Grayson is, in fact, the person most responsible for bringing Sockalexis back into the American consciousness some thirty years after he died. Grayson wrote at length about Sockalexis in newspapers across the country and even included him in the 1944 book “They played the game: The story of baseball greats.” In “They played the game,” Grayson wrote that Sockalexis was faster than Cobb, more powerful than Ruth and was a better outfielder than Tris Speaker. He quoted John McGraw saying that Sockalexis could have been better than Cobb, Wagner or Ruth. He quoted Hughie Jennings saying “He should have been the greatest player of all time.”

There are other quotes about Sockalexis not included in the book, like this famous one from Hall of Fame general manager Ed Barrow: “Sockalexis was the greatest outfielder in history, the best hitter, the best thrower, the best fielder, and also the best drinker.”

Alas, it is the last of these that defined Louis Sockalexis in his time.

* * *

With Sockalexis, myth and reality swirled together into an often indistinguishable fog. We have the record. In 1897, Sockalexis joined the Cleveland Spiders. There is some debate if he was actually the first Native American to play in the big leagues, but there is no doubt that he was the first acknowledged Native American. That is to say that there may have been a player before him who had Native American blood, but Sockalexis was the first to be known as an Indian, the first to endure being called a “noble savage” and “redskin” and “red man” and “educated Indian” in the papers.

“The man who said that there are no good Indians but dead Indians or words to that effect,” wrote an author in The Sporting Life in an allegedly POSITIVE story, “surely never saw Louis Sockalexis.”

Or there is this — a recounting of an exchange between Washington third baseman Charles Reilly and Cleveland’s future Hall of Famer Jesse Burkett. Understand it was Burkett — while coaching at Holy Cross — who helped convince Sockalexis to join the Cleveland team. Reilly, in an effort to bust Burkett’s chops, asked if Sockalexis was ever ordered to sacrifice bunt.

“Don’t ask me about that bead peddler,” Burkett said. “He’s a Jonah. I haven’t hit over .100 since he joined the team … Wait till I strike my gait and I will make him go back to the woods and look for a few scalps.”

Yes, well, the coverage was like that. There was hardly a mention of Sockalexis that did not include some reference to collecting scalps or wampum or General Custer or, in later coverage, firewater. War whoops followed him everywhere. The favorable stories usually involved some sort of bizarre Indian tale. One story that kept getting repeated was that his father wanted him to give up baseball and fulfill his duty as Chief of the Penobscot tribe. The tribe no longer had “Chiefs” as such, but that was but a small detail in this involved story. Supposedly, Sockalexis’ father went on a long journey via canoe, to find the President of the United States and ask him to forbid his son from playing baseball. Yeah.

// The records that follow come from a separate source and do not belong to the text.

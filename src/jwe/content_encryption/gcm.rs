// Copyright 2020-2021 IOTA Stiftung
// SPDX-License-Identifier: Apache-2.0

//! AES-GCM (RFC 7518 §5.3): a native AEAD, unlike AES-CBC-HMAC-SHA2 — no
//! manual key splitting or MAC assembly needed.

use aes_gcm::aead::Aead;
use aes_gcm::aead::KeyInit;
use aes_gcm::aead::Payload;
use aes_gcm::Aes128Gcm;
use aes_gcm::Aes192Gcm;
use aes_gcm::Aes256Gcm;
use aes_gcm::Nonce;

use crate::error::Error;
use crate::error::Result;
use crate::jwu;

use super::JweEncryption;
use super::Sealed;

const GCM_IV_LEN: usize = 12;
const GCM_TAG_LEN: usize = 16;

pub fn encrypt(enc: JweEncryption, plaintext: &[u8], cek: &[u8], aad: &[u8]) -> Result<Sealed> {
  let iv: Vec<u8> = jwu::secure_random(GCM_IV_LEN);
  let nonce = Nonce::from_slice(&iv);
  let payload = Payload { msg: plaintext, aad };

  let mut sealed: Vec<u8> = match enc {
    JweEncryption::A128Gcm => Aes128Gcm::new_from_slice(cek)
      .map_err(|_| Error::InvalidKey("bad A128GCM key length".into()))?
      .encrypt(nonce, payload)
      .map_err(|_| Error::DecryptionError)?,
    JweEncryption::A192Gcm => Aes192Gcm::new_from_slice(cek)
      .map_err(|_| Error::InvalidKey("bad A192GCM key length".into()))?
      .encrypt(nonce, payload)
      .map_err(|_| Error::DecryptionError)?,
    JweEncryption::A256Gcm => Aes256Gcm::new_from_slice(cek)
      .map_err(|_| Error::InvalidKey("bad A256GCM key length".into()))?
      .encrypt(nonce, payload)
      .map_err(|_| Error::DecryptionError)?,
    _ => return Err(Error::InvalidOperation("not a GCM encryption algorithm".into())),
  };

  let tag: Vec<u8> = sealed.split_off(sealed.len() - GCM_TAG_LEN);

  Ok(Sealed {
    ciphertext: sealed,
    iv,
    tag,
  })
}

pub fn decrypt(enc: JweEncryption, ciphertext: &[u8], tag: &[u8], cek: &[u8], aad: &[u8], iv: &[u8]) -> Result<Vec<u8>> {
  if iv.len() != GCM_IV_LEN || tag.len() != GCM_TAG_LEN {
    return Err(Error::DecryptionError);
  }
  let nonce = Nonce::from_slice(iv);

  let mut combined: Vec<u8> = Vec::with_capacity(ciphertext.len() + tag.len());
  combined.extend_from_slice(ciphertext);
  combined.extend_from_slice(tag);
  let payload = Payload { msg: &combined, aad };

  match enc {
    JweEncryption::A128Gcm => Aes128Gcm::new_from_slice(cek)
      .map_err(|_| Error::DecryptionError)?
      .decrypt(nonce, payload)
      .map_err(|_| Error::DecryptionError),
    JweEncryption::A192Gcm => Aes192Gcm::new_from_slice(cek)
      .map_err(|_| Error::DecryptionError)?
      .decrypt(nonce, payload)
      .map_err(|_| Error::DecryptionError),
    JweEncryption::A256Gcm => Aes256Gcm::new_from_slice(cek)
      .map_err(|_| Error::DecryptionError)?
      .decrypt(nonce, payload)
      .map_err(|_| Error::DecryptionError),
    _ => Err(Error::DecryptionError),
  }
}

#[cfg(test)]
mod tests {
  use super::*;

  #[test]
  fn roundtrip_and_tamper_detection() {
    let cek: Vec<u8> = jwu::secure_random(16);
    let aad: Vec<u8> = b"protected-header".to_vec();
    let sealed = encrypt(JweEncryption::A128Gcm, b"plaintext", &cek, &aad).unwrap();
    let plaintext = decrypt(JweEncryption::A128Gcm, &sealed.ciphertext, &sealed.tag, &cek, &aad, &sealed.iv).unwrap();
    assert_eq!(plaintext, b"plaintext");

    let mut bad_tag = sealed.tag.clone();
    bad_tag[0] ^= 0xFF;
    assert!(decrypt(JweEncryption::A128Gcm, &sealed.ciphertext, &bad_tag, &cek, &aad, &sealed.iv).is_err());
  }
}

The story even has an ending, with President Grover Cleveland telling Sockalexis Sr.: “I am sorry Chief, but I am unable to help you. I do not have the authority to order your son not to play baseball. Even if I did, it would be wrong of me to issue such an order.”

That’s the sort of coverage Louis Sockalexis got in 1897.

“Sockalexis was no better and no worse than his people,” wrote one syndicated writer. “He made a spectacle of himself. The white man laughed at him and then kicked him aside. With the quickness gone from his brain and the fleetness from his limbs, Sockalexis was only one more drunk Indian.”

That’s the sort of coverage Louis Sockalexis got in 1898.

Here is what the record shows: Sockalexis hit .338 in 66 games with Cleveland in 1897 and was something of a phenomenon. He did commit 16 errors, however, many late in the season, and he reportedly showed up for games drunk. He hit just .224 in 22 games his second season. His third season, he had deteriorated so much and had so much trouble staying sober that Cleveland released him — a fate made worse by the fact that the 1899 Cleveland Spiders were the worst team in baseball history. He wasn’t even good enough or reliable enough by then to play for a team that went 20-134.

* * *

In 1973 and again in 1990, Sports Illustrated wrote stories about Sockalexis. In both stories, SI wrote that Sockalexis had his first drink in an after-game celebration while playing with Cleveland. He had hit a grand slam and he made a spectacular game-saving catch. And then came his downfall.

Sports Illustrated in 1973: “Exulting Cleveland fans flooding the field, sweeping Sock up and carrying him off on their shoulders. They took him to the local taproom to celebrate, coaxing until he gave in and accepted his first drink. And that was the beginning of the end.”

Sports Illustrated in 1995: “Then in storybook fashion, Sockalexis made a game-saving catch. Afterward, teammates carried him off the field and demanded that he lead them in a drinking fest to celebrate the victory. Sockalexis had never taste alcohol before, but as the months went by he fell under its spell.”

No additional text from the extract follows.